An integral part of the merger is the rate plan that was filed by the retail
utility subsidiaries of BEC and COM/Energy that was approved by the
Massachusetts Department of Telecommunications and Energy (MDTE) on July 27,
1999. Significant elements of the rate plan include a four-year distribution
rate freeze, recovery of the transaction premium (goodwill) over 40 years and
recovery of transaction and integration costs (costs to achieve) over 10 years.

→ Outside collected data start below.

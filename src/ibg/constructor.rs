use std::collections::VecDeque;

use log::{debug, trace};

use crate::{candidate::{Configuration, Snapshot}, error::{AdvisorError, AdvisorResult}, optimizer::{WhatIfOracle, WhatIfResult}};

use super::{IndexBenefitGraph, NodeId};

// Builds the IBG breadth first. The pending queue is explicit so that construction can be driven
// one expansion at a time (expand_next) instead of only as a whole (run).
pub struct IbgConstructor {
    graph: IndexBenefitGraph,
    oracle: Box<dyn WhatIfOracle + Send>,
    pending: VecDeque<NodeId>,
    empty: Option<WhatIfResult>,
    // Set once the oracle failed, such a graph is never handed out
    failed: bool,
}

impl IbgConstructor {
    pub fn new(snapshot: Snapshot, oracle: Box<dyn WhatIfOracle + Send>) -> IbgConstructor {
        let graph = IndexBenefitGraph::new(snapshot);
        let mut pending = VecDeque::new();
        pending.push_back(graph.root());
        IbgConstructor {
            graph,
            oracle,
            pending,
            empty: None,
            failed: false,
        }
    }

    fn evaluate(&mut self, config: &Configuration) -> AdvisorResult<WhatIfResult> {
        self.graph.what_if_calls += 1;
        let result = self.oracle.evaluate(config)?;
        if result.used_indexes.capacity() != config.capacity() || !result.used_indexes.is_subset_of(config) {
            return Err(AdvisorError::InconsistentGraph(format!(
                "optimizer reported used indexes {:?} for configuration {:?}", result.used_indexes, config)));
        }
        if !result.cost.is_finite() || result.cost < 0.0 {
            return Err(AdvisorError::InconsistentGraph(format!("optimizer reported cost {} for {}", result.cost, config)));
        }
        Ok(result)
    }

    // The cost without any index is an upper bound for everything else, it's always asked first.
    fn ensure_empty_cost(&mut self) -> AdvisorResult<()> {
        if self.empty.is_none() {
            let empty_config = Configuration::empty(self.graph.snapshot.capacity());
            let result = self.evaluate(&empty_config).map_err(|e| { self.failed = true; e })?;
            self.graph.empty_cost = Some(result.cost);
            self.empty = Some(result);
        }
        Ok(())
    }

    // Expands the next pending node. Returns false once nothing is left to expand.
    pub fn expand_next(&mut self) -> AdvisorResult<bool> {
        self.ensure_empty_cost()?;
        let node = match self.pending.pop_front() {
            Some(node) => node,
            None => return Ok(false),
        };
        if self.graph.node(node).is_expanded() {
            return Ok(!self.pending.is_empty());
        }
        let config = self.graph.node(node).config.clone();
        let cached = if config.is_empty() { self.empty.clone() } else { None };
        let result = match cached {
            Some(result) => result,
            None => match self.evaluate(&config) {
                Ok(result) => result,
                Err(e) => {
                    // The node stays pending, the graph is unusable from here on
                    self.pending.push_front(node);
                    self.failed = true;
                    return Err(e);
                }
            },
        };
        trace!("expanded {} (node {}): cost {:.2}, used {}", config, node.index(), result.cost, result.used_indexes);
        let used = result.used_indexes.clone();
        self.graph.set_expansion(node, result.cost, result.used_indexes);
        for removed in used.iter() {
            let (child, created) = self.graph.node_for(config.without(removed));
            self.graph.add_child(node, child, removed);
            if created {
                self.pending.push_back(child);
            }
        }
        Ok(!self.pending.is_empty())
    }

    pub fn run(&mut self) -> AdvisorResult<()> {
        while self.expand_next()? {}
        debug!("IBG over {} candidates complete: {} nodes, {} what-if calls",
            self.graph.snapshot.len(), self.graph.node_count(), self.graph.what_if_calls);
        Ok(())
    }

    pub fn is_finished(&self) -> bool {
        !self.failed && self.empty.is_some() && self.pending.is_empty()
    }

    pub fn what_if_calls(&self) -> usize {
        self.graph.what_if_calls
    }

    // Read access to the graph built so far
    pub fn graph(&self) -> &IndexBenefitGraph {
        &self.graph
    }

    pub fn finish(self) -> AdvisorResult<IndexBenefitGraph> {
        if !self.is_finished() {
            return Err(AdvisorError::InconsistentGraph(format!(
                "construction handed out with {} nodes still pending", self.pending.len())));
        }
        if !self.graph.is_complete() {
            return Err(AdvisorError::InconsistentGraph("construction handed out with unexpanded nodes".to_string()));
        }
        Ok(self.graph)
    }

    // Whatever has been built so far, for exercising the analyzer on partial graphs
    #[cfg(test)]
    pub(crate) fn finish_partial(self) -> IndexBenefitGraph {
        self.graph
    }
}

Refer to the Retail Electric Rates section of this discussion for more
information.
The merger was accounted for by NSTAR as an acquisition by BEC of COM/Energy
under the purchase method of accounting. Goodwill amounted to approximately $486
million, resulting in an annual amortization of goodwill of approximately $12.2
million. Costs to achieve are being amortized based on the filed estimate of
$111 million over 10 years. NSTAR's retail electric utility subsidiaries will
reconcile the ultimate costs to achieve with that estimate and any difference is
expected to be recovered over the remainder of the amortization period. To date,
a majority of costs to achieve the merger are for severance costs associated
with a voluntary separation program in which approximately 700 employees elected
to participate. These amounts are expected to be offset by ongoing future cost
savings from streamlined operations and avoidance of costs that would have
otherwise been incurred by BEC and COM/Energy.
A group of four interveners and the Massachusetts Attorney General filed two
separate appeals of the MDTE's rate plan order with the Massachusetts Supreme
Judicial Court (SJC) in August 1999. While management anticipates that the
MDTE's decision to approve the rate plan will be upheld by the SJC, it is
18
unable to determine the ultimate outcome of these appeals.
Generating Asset Divestiture
In 1998, Boston Edison completed the sale of all of its fossil generating
assets. The amount received above net book value on the sale of these assets is
being returned to customers over approximately 11 years.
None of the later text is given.